Roubo armado como fortuito externo
O ponto de partida é o art. 393 do Código Civil, que afasta a responsabilidade do devedor por caso fortuito ou força maior. O roubo mediante arma de fogo é fato de terceiro equiparável a força maior: inevitável, ainda que previsível no transporte de cargas, tanto que a lei impõe a contratação de seguro para essa atividade.
A exclusão da responsabilidade, porém, não é automática. A transportadora precisa demonstrar que adotou todas as cautelas assecuratórias razoavelmente exigíveis, pois a prevenção de sinistros integra o dever de colaboração decorrente da boa-fé objetiva. Os tribunais examinam caso a caso quais medidas eram esperadas.
Agravamento do risco pelo segurado
A tese tem uma segunda face: com base no art. 768 do Código Civil, a conduta direta do segurado que agrava o risco da cobertura contratada, por ato culposo ou doloso, exonera a seguradora do dever de pagar a indenização.

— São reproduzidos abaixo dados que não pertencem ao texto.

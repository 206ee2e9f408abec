//! Wire framing for bridge messages: Content-Length framed JSON over TCP.
//! Both sides of the connection use the same [`Transport`].

use crate::bridge::error::{BridgeError, BridgeResult};
use serde::de::DeserializeOwned;
use serde::{Deserialize, Serialize};
use std::io::{BufRead, BufReader, Write};
use std::net::TcpStream;

/// Upper bound on a framed payload. A header announcing more is rejected
/// before anything is allocated for it.
const MAX_FRAME_LEN: usize = 8 * 1024 * 1024;

/// One command submitted by the operator.
#[derive(Debug, Clone, PartialEq, Serialize, Deserialize)]
pub struct EvalRequest {
    pub source: String,
}

#[derive(Debug, Clone, PartialEq, Serialize, Deserialize)]
#[serde(tag = "kind", rename_all = "snake_case")]
pub enum EvalResponse {
    /// Outcome of one command. `more` asks the operator console to keep
    /// accumulating input lines before resubmitting.
    Result { more: bool, output: String },
    /// The session cannot continue; the connection closes after this.
    Fault { message: String },
}

pub struct Transport {
    reader: BufReader<TcpStream>,
    writer: TcpStream,
}

impl Transport {
    pub fn new(stream: TcpStream) -> BridgeResult<Self> {
        stream.set_nodelay(true)?;
        let reader = BufReader::new(stream.try_clone()?);
        Ok(Self {
            reader,
            writer: stream,
        })
    }

    pub fn read_request(&mut self) -> BridgeResult<EvalRequest> {
        read_frame(&mut self.reader)
    }

    pub fn write_request(&mut self, request: &EvalRequest) -> BridgeResult<()> {
        write_frame(&mut self.writer, request)
    }

    pub fn read_response(&mut self) -> BridgeResult<EvalResponse> {
        read_frame(&mut self.reader)
    }

    pub fn write_response(&mut self, response: &EvalResponse) -> BridgeResult<()> {
        write_frame(&mut self.writer, response)
    }
}

fn read_frame<R: BufRead, T: DeserializeOwned>(reader: &mut R) -> BridgeResult<T> {
    let mut content_length: Option<usize> = None;
    loop {
        let mut line = String::new();
        let read_n = reader.read_line(&mut line)?;
        if read_n == 0 {
            return Err(BridgeError::Disconnected);
        }
        let line = line.trim_end_matches(['\r', '\n']);
        if line.is_empty() {
            break;
        }
        if let Some(v) = line.strip_prefix("Content-Length:") {
            let len = v
                .trim()
                .parse()
                .map_err(|_| BridgeError::Protocol(format!("bad Content-Length `{line}`")))?;
            content_length = Some(len);
        }
    }

    let len =
        content_length.ok_or_else(|| BridgeError::Protocol("missing Content-Length".into()))?;
    if len > MAX_FRAME_LEN {
        return Err(BridgeError::Protocol(format!(
            "frame of {len} bytes exceeds the {MAX_FRAME_LEN} byte limit"
        )));
    }
    let mut buf = vec![0u8; len];
    reader.read_exact(&mut buf)?;
    Ok(serde_json::from_slice(&buf)?)
}

fn write_frame<W: Write, T: Serialize>(writer: &mut W, message: &T) -> BridgeResult<()> {
    let payload = serde_json::to_vec(message)?;
    write!(writer, "Content-Length: {}\r\n\r\n", payload.len())?;
    writer.write_all(&payload)?;
    writer.flush()?;
    Ok(())
}
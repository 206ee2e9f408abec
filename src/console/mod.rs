//! Interactive operator console.
//!
//! A thin rustyline loop over the bridge transport: lines are accumulated
//! while the server reports an incomplete fragment, a completed command goes
//! into history as one entry.

pub mod print;

use crate::bridge::error::BridgeError;
use crate::bridge::transport::{EvalRequest, EvalResponse, Transport};
use crate::console::print::style::{BannerView, EndpointView, ErrorView};
use rustyline::error::ReadlineError;
use rustyline::DefaultEditor;
use std::net::TcpStream;

const PROMPT: &str = "(spy) ";
const CONTINUATION_PROMPT: &str = "  ... ";

/// Attach an interactive console to a bridge at `host:port` and serve the
/// operator until Ctrl-D or a fatal session fault.
pub fn connect(host: &str, port: u16) -> anyhow::Result<()> {
    let stream = TcpStream::connect((host, port))?;
    let mut transport = Transport::new(stream)?;
    println!("connected to {}", EndpointView::from(format!("{host}:{port}")));

    // The toolkit binds a banner; asking for it doubles as the load-fault
    // check, since a broken toolkit answers the first request with a fault.
    match submit(&mut transport, "print(banner)")? {
        EvalResponse::Result { output, .. } => print!("{}", BannerView::from(output)),
        EvalResponse::Fault { message } => {
            println!("{}", ErrorView::from(&message));
            return Err(BridgeError::RemoteFault(message).into());
        }
    }

    let mut editor = DefaultEditor::new()?;
    let mut pending = String::new();
    loop {
        let prompt = if pending.is_empty() {
            PROMPT
        } else {
            CONTINUATION_PROMPT
        };
        let line = match editor.readline(prompt) {
            Ok(line) => line,
            Err(ReadlineError::Interrupted) => {
                pending.clear();
                continue;
            }
            Err(ReadlineError::Eof) => break,
            Err(e) => return Err(e.into()),
        };

        if !pending.is_empty() {
            pending.push('\n');
        }
        pending.push_str(&line);

        match submit(&mut transport, &pending)? {
            EvalResponse::Result { more: true, .. } => {}
            EvalResponse::Result { more: false, output } => {
                let _ = editor.add_history_entry(&pending);
                pending.clear();
                print!("{output}");
            }
            EvalResponse::Fault { message } => {
                println!("{}", ErrorView::from(&message));
                return Err(BridgeError::RemoteFault(message).into());
            }
        }
    }

    Ok(())
}

fn submit(transport: &mut Transport, source: &str) -> anyhow::Result<EvalResponse> {
    transport.write_request(&EvalRequest {
        source: source.to_string(),
    })?;
    Ok(transport.read_response()?)
}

Quem contrata seguro deve se abster de atos que aumentem os riscos pactuados.
O resultado é uma distribuição equilibrada dos ônus da criminalidade no setor: nem a proprietária da carga suporta sozinha a perda, nem a transportadora, que presta serviço de transporte e não de segurança, nem a seguradora respondem quando a outra parte contribuiu para o sinistro ou quando as cautelas devidas foram cumpridas.